Pidilite Industries Limited (“Pidilite” or the “Company“), together with its subsidiaries, manufactures consumer and craftsmen products, and specialty industry chemicals in India and internationally, (most famously it makes the Fevicol brand). The Company’s product range includes adhesives, construction and paint chemicals, automotive chemicals, art materials, and industrial & textile resins. The Company has 19 manufacturing plants and 16 overseas subsidiaries in USA, Brazil, Singapore, Thailand, China, Egypt, Dubai and Bangladesh.
WHAT’S DRIVING THE STOCK
Strong Financial Position
Pidilite has shown consistent growth over the last five years (i.e. 2010-11 to 2014-15).

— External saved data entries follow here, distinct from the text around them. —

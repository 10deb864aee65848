//! File Manager SDK - Storage layer for user-uploaded files
//!
//! Provides unified interfaces for:
//! - Folder and file operations over local or S3 storage (via storage backends)
//! - Path validation against a storage root
//! - Collision-free file naming
//! - Storage quotas
//! - Image derivatives (compression, WebP, original copies) and cropping

pub mod config;
pub mod error;
pub mod imaging;
pub mod naming;
pub mod quota;
pub mod resolver;
pub mod service;
pub mod storage;
pub mod validation;

// Re-export commonly used types
pub use config::{ConfigError, FileManagerConfig, ImageProcessingConfig, StorageType};
pub use error::FileManagerError;
pub use service::FileManagerService;

pub use storage::{
    DirectoryTreeNode, FileEntry, FileKind, LocalStorageBackend, MemoryObjectStore,
    ObjectStorageBackend, ObjectStore, StorageBackend, StorageError, UploadedFile, build_backend,
};
#[cfg(feature = "s3")]
pub use storage::s3::S3ObjectStore;

pub use imaging::{ImageDerivativePipeline, ImageDerivativeSet, ImageOptions, ImageProcessingError};
pub use naming::{NamingError, UniqueNameResolver, sanitize_file_name};
pub use quota::{DefaultQuotaResolver, QuotaGuard, QuotaResolver, format_bytes};
pub use resolver::{DefaultUploadPathResolver, UploadPathResolver};
pub use validation::{PathError, PathValidator, StorageRoot};
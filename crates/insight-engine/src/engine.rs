//! The indicator engine.

use insight_core::error::IndicatorError;
use insight_core::traits::{Indicator, MultiOutputIndicator};
use insight_core::types::{OhlcvPoint, SeriesExt};
use insight_indicators::{ensure_finite, BollingerBands, Macd, Rsi, Sma, SupportResistance};
use tracing::{debug, warn};

use crate::params::IndicatorParameters;
use crate::reading::{
    BollingerReading, IndicatorResult, MacdReading, MovingAverages, RsiReading,
    SupportResistanceReading, TrendReading,
};

/// Stateless technical indicator engine.
///
/// Holds only default parameters, so one instance can be shared freely
/// across threads. Every call works on the caller's series and returns a
/// fresh [`IndicatorResult`].
///
/// The series must be ordered by ascending timestamp. The engine checks this
/// and logs a warning on violation, but computes on the given order.
#[derive(Debug, Clone, Default)]
pub struct IndicatorEngine {
    defaults: IndicatorParameters,
}

impl IndicatorEngine {
    /// Create an engine with the given default parameters.
    pub fn new(defaults: IndicatorParameters) -> Self {
        Self { defaults }
    }

    /// Default parameters used by [`IndicatorEngine::analyze`].
    pub fn defaults(&self) -> &IndicatorParameters {
        &self.defaults
    }

    /// Compute indicators with the engine's default parameters.
    pub fn analyze(&self, series: &[OhlcvPoint]) -> Result<IndicatorResult, IndicatorError> {
        self.compute(series, &self.defaults)
    }

    /// Compute every indicator over `series`.
    ///
    /// Fails only when the series is empty. Short history degrades
    /// individual indicators to NaN; an indicator that cannot be computed at
    /// all (invalid parameter, non-finite input) is reported as `None`.
    pub fn compute(
        &self,
        series: &[OhlcvPoint],
        params: &IndicatorParameters,
    ) -> Result<IndicatorResult, IndicatorError> {
        let closes = series.closes();
        let Some(&close) = closes.last() else {
            return Err(IndicatorError::InsufficientData {
                required: 1,
                available: 0,
            });
        };

        if !series.is_time_ordered() {
            warn!(
                bars = series.len(),
                "Series timestamps are not strictly increasing; computing in given order"
            );
        }

        let moving_averages = isolate("moving_averages", || {
            moving_averages(&closes, &params.ma_periods)
        });
        let trend = moving_averages
            .as_ref()
            .map(|averages| TrendReading::from_averages(close, averages.clone()));

        let result = IndicatorResult {
            trend,
            rsi: isolate("rsi", || rsi(&closes, params.rsi_period)),
            macd: isolate("macd", || macd(&closes, params)),
            bollinger_bands: isolate("bollinger_bands", || bollinger(&closes, params)),
            moving_averages,
            support_resistance: isolate("support_resistance", || {
                support_resistance(series, params.support_resistance_window)
            }),
        };

        debug!(bars = series.len(), close, "Computed technical indicators");
        Ok(result)
    }
}

/// Run one indicator, turning a failure into an unavailable field.
fn isolate<T>(
    indicator: &'static str,
    compute: impl FnOnce() -> Result<T, IndicatorError>,
) -> Option<T> {
    match compute() {
        Ok(value) => Some(value),
        Err(e) => {
            warn!(indicator, error = %e, "Indicator unavailable");
            None
        }
    }
}

fn note_degraded(indicator: &'static str, check: Result<(), IndicatorError>) {
    if let Err(IndicatorError::InsufficientData {
        required,
        available,
    }) = check
    {
        warn!(
            indicator,
            required, available, "Insufficient history, indicator degraded"
        );
    }
}

fn moving_averages(closes: &[f64], periods: &[usize]) -> Result<MovingAverages, IndicatorError> {
    ensure_finite(closes, "close")?;

    let mut averages = MovingAverages::default();
    for &period in periods {
        let sma = Sma::new(period)?;
        note_degraded("moving_averages", sma.validate_data(closes));
        averages.insert(period, sma.last(closes));
    }
    Ok(averages)
}

fn rsi(closes: &[f64], period: usize) -> Result<RsiReading, IndicatorError> {
    ensure_finite(closes, "close")?;

    let rsi = Rsi::new(period)?;
    note_degraded("rsi", rsi.validate_data(closes));
    let value = rsi.calculate(closes).last().copied().unwrap_or(f64::NAN);
    Ok(RsiReading::from_value(value))
}

fn macd(closes: &[f64], params: &IndicatorParameters) -> Result<MacdReading, IndicatorError> {
    ensure_finite(closes, "close")?;

    let macd = Macd::with_periods(params.macd_fast, params.macd_slow, params.macd_signal)?;
    note_degraded("macd", macd.validate_data(closes));

    let outputs = macd.calculate(closes);
    let (current, previous) = match outputs.as_slice() {
        [.., prev, last] => (last, Some(prev)),
        [last] => (last, None),
        [] => {
            return Err(IndicatorError::InsufficientData {
                required: 1,
                available: 0,
            })
        }
    };
    Ok(MacdReading::from_outputs(previous, current))
}

fn bollinger(
    closes: &[f64],
    params: &IndicatorParameters,
) -> Result<BollingerReading, IndicatorError> {
    ensure_finite(closes, "close")?;

    let bands = BollingerBands::with_params(params.bollinger_period, params.bollinger_std_dev)?;
    note_degraded("bollinger_bands", bands.validate_data(closes));

    match closes.last() {
        Some(&close) => Ok(BollingerReading::from_output(close, &bands.latest(closes))),
        None => Err(IndicatorError::InsufficientData {
            required: 1,
            available: 0,
        }),
    }
}

fn support_resistance(
    series: &[OhlcvPoint],
    window: usize,
) -> Result<SupportResistanceReading, IndicatorError> {
    let highs = series.highs();
    let lows = series.lows();
    let closes = series.closes();
    ensure_finite(&highs, "high")?;
    ensure_finite(&lows, "low")?;
    ensure_finite(&closes, "close")?;

    let levels = SupportResistance::new(window)?;
    levels
        .latest(&highs, &lows, &closes)
        .ok_or(IndicatorError::InsufficientData {
            required: 1,
            available: 0,
        })
}
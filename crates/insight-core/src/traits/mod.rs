//! Core traits shared across the workspace.

mod indicator;
mod series_source;

pub use indicator::{Indicator, MultiOutputIndicator, OhlcvIndicator};
pub use series_source::SeriesSource;
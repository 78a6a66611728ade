//! CSV series source.

use async_trait::async_trait;
use chrono::{NaiveDate, NaiveDateTime, NaiveTime};
use csv::ReaderBuilder;
use insight_core::error::DataError;
use insight_core::traits::SeriesSource;
use insight_core::types::OhlcvPoint;
use serde::Deserialize;
use std::io::Read;
use std::path::{Path, PathBuf};

use crate::record::require;

/// CSV record format.
#[derive(Debug, Deserialize)]
struct CsvRecord {
    #[serde(
        alias = "Date",
        alias = "timestamp",
        alias = "Timestamp",
        alias = "time"
    )]
    date: Option<String>,
    #[serde(alias = "Open")]
    open: Option<f64>,
    #[serde(alias = "High")]
    high: Option<f64>,
    #[serde(alias = "Low")]
    low: Option<f64>,
    #[serde(alias = "Close", alias = "Adj Close")]
    close: Option<f64>,
    #[serde(alias = "Volume", default)]
    volume: Option<f64>,
}

/// CSV file holding one symbol's history.
pub struct CsvSource {
    path: PathBuf,
    name: String,
}

impl CsvSource {
    /// Create a new CSV source.
    pub fn new(path: &Path) -> Result<Self, DataError> {
        if !path.exists() {
            return Err(DataError::NoDataAvailable(path.display().to_string()));
        }
        Ok(Self {
            path: path.to_path_buf(),
            name: crate::source_name(path),
        })
    }
}

#[async_trait]
impl SeriesSource for CsvSource {
    async fn load_series(&self) -> Result<Vec<OhlcvPoint>, DataError> {
        let bytes = tokio::fs::read(&self.path).await?;
        parse_csv(bytes.as_slice())
    }

    fn name(&self) -> &str {
        &self.name
    }
}

/// Parse CSV rows into points.
///
/// Volume defaults to 0 when the column is absent; every other field is
/// required.
pub fn parse_csv<R: Read>(reader: R) -> Result<Vec<OhlcvPoint>, DataError> {
    let mut reader = ReaderBuilder::new()
        .has_headers(true)
        .flexible(true)
        .from_reader(reader);

    let mut points = Vec::new();

    for (index, result) in reader.deserialize().enumerate() {
        let record: CsvRecord = result.map_err(|e| DataError::ParseError(e.to_string()))?;

        let date = require(record.date, index, "timestamp")?;
        points.push(OhlcvPoint::new(
            parse_timestamp(&date)?,
            require(record.open, index, "open")?,
            require(record.high, index, "high")?,
            require(record.low, index, "low")?,
            require(record.close, index, "close")?,
            record.volume.unwrap_or(0.0),
        ));
    }

    Ok(points)
}

/// Parse various timestamp formats into epoch milliseconds.
fn parse_timestamp(date_str: &str) -> Result<i64, DataError> {
    let formats = [
        "%Y-%m-%d",
        "%Y-%m-%d %H:%M:%S",
        "%Y/%m/%d",
        "%m/%d/%Y",
        "%d-%m-%Y",
    ];

    for format in formats {
        if let Ok(dt) = NaiveDateTime::parse_from_str(date_str, format) {
            return Ok(dt.and_utc().timestamp_millis());
        }
        if let Ok(d) = NaiveDate::parse_from_str(date_str, format) {
            return Ok(d.and_time(NaiveTime::MIN).and_utc().timestamp_millis());
        }
    }

    // Unix timestamp; assume milliseconds if > 10 digits
    if let Ok(ts) = date_str.parse::<i64>() {
        if ts > 10_000_000_000 {
            return Ok(ts);
        }
        return ts.checked_mul(1000).ok_or_else(|| {
            DataError::ParseError(format!("Timestamp out of range: {date_str}"))
        });
    }

    Err(DataError::ParseError(format!(
        "Could not parse date: {date_str}"
    )))
}

#[cfg(test)]
mod tests {
    use super::*;

    #[test]
    fn test_parse_timestamp() {
        assert_eq!(parse_timestamp("2024-01-15").unwrap(), 1_705_276_800_000);
        assert!(parse_timestamp("2024-01-15 10:30:00").is_ok());
        assert!(parse_timestamp("01/15/2024").is_ok());
        assert_eq!(parse_timestamp("1705312800000").unwrap(), 1_705_312_800_000); // Unix ms
        assert_eq!(parse_timestamp("1705312800").unwrap(), 1_705_312_800_000); // Unix sec
        assert!(parse_timestamp("yesterday").is_err());
    }

    #[test]
    fn test_parse_csv_with_aliases() {
        let data = "\
Date,Open,High,Low,Adj Close,Volume
2024-01-01,100,105,99,104,1200
2024-01-02,104,106,101,102,900
";
        let points = parse_csv(data.as_bytes()).unwrap();

        assert_eq!(points.len(), 2);
        assert_eq!(points[0].close, 104.0);
        assert_eq!(points[1].volume, 900.0);
        assert!(points[0].timestamp < points[1].timestamp);
    }

    #[test]
    fn test_parse_csv_volume_optional() {
        let data = "timestamp,open,high,low,close\n1705312800000,1,2,0.5,1.5\n";
        let points = parse_csv(data.as_bytes()).unwrap();

        assert_eq!(points[0].volume, 0.0);
        assert_eq!(points[0].timestamp, 1_705_312_800_000);
    }

    #[test]
    fn test_parse_csv_missing_field() {
        let data = "date,open,high,low,close\n2024-01-01,1,2,0.5,1.5\n2024-01-02,1,2,,1.5\n";
        let err = parse_csv(data.as_bytes()).unwrap_err();

        assert!(matches!(
            err,
            DataError::Validation {
                index: 1,
                field: "low"
            }
        ));
    }

    #[test]
    fn test_parse_csv_rejects_non_numeric() {
        let data = "date,open,high,low,close\n2024-01-01,1,2,abc,1.5\n";
        assert!(matches!(
            parse_csv(data.as_bytes()),
            Err(DataError::ParseError(_))
        ));
    }

    #[test]
    fn test_out_of_range_timestamp_is_parse_error() {
        let data = "timestamp,open,high,low,close\n-9223372036854776,1,2,0.5,1.5\n";
        let err = parse_csv(data.as_bytes()).unwrap_err();

        assert!(matches!(err, DataError::ParseError(msg) if msg.contains("out of range")));
        assert_eq!(parse_timestamp("-86400").unwrap(), -86_400_000);
    }

    #[test]
    fn test_missing_file() {
        assert!(matches!(
            CsvSource::new(Path::new("/nonexistent/prices.csv")),
            Err(DataError::NoDataAvailable(_))
        ));
    }
}
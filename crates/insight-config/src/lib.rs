//! Configuration management.
//!
//! Settings come from an optional TOML file, overridden by environment
//! variables prefixed `INSIGHT` with `__` between levels, for example
//! `INSIGHT__INDICATORS__RSI_PERIOD=21`.

mod settings;

pub use settings::{AppConfig, AppSettings, LoggingConfig};

use config::builder::DefaultState;
use config::{Config, ConfigBuilder, Environment, File};
use insight_core::error::{InsightError, InsightResult};
use std::path::Path;

/// Load configuration from file and environment.
///
/// A missing file is not an error; every section has defaults. Indicator
/// parameters are validated before the configuration is returned.
pub fn load_config(path: &Path) -> InsightResult<AppConfig> {
    let builder = Config::builder().add_source(File::from(path).required(false));
    finish(builder)
}

fn finish(builder: ConfigBuilder<DefaultState>) -> InsightResult<AppConfig> {
    let config: AppConfig = builder
        .add_source(
            Environment::with_prefix("INSIGHT")
                .prefix_separator("__")
                .separator("__")
                .list_separator(",")
                .with_list_parse_key("indicators.ma_periods")
                .try_parsing(true),
        )
        .build()
        .and_then(Config::try_deserialize)
        .map_err(|e| InsightError::Config(e.to_string()))?;

    config
        .indicators
        .validate()
        .map_err(|e| InsightError::Config(e.to_string()))?;

    Ok(config)
}
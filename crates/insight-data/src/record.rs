//! Shared record checks.

use insight_core::error::DataError;

/// Unwrap a required field, naming the record and field on failure.
pub(crate) fn require<T>(
    value: Option<T>,
    index: usize,
    field: &'static str,
) -> Result<T, DataError> {
    value.ok_or(DataError::Validation { index, field })
}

It’s net revenue from operations over this period grew at an impressive CAGR of 12.63 %. For 9 months period ended FY 2016, income from operations increased by 9 % to Rs. 4,128.60 Cr. from Rs. 3,800.58 Cr. and PAT increased by 41 % to Rs. 604.85 Cr. from Rs. 429.02 Cr. Pidilite has reserves in excess of Rs. 2,219.31 Cr and operates with negligible debt on its books backed by consistent dividend payouts. This strong financial position enables the Company to have bigger marketing and advertising budgets to attract more customers. With rising volumes from added capacities and new geographies, and steady margins, earnings could grow significantly in the coming years.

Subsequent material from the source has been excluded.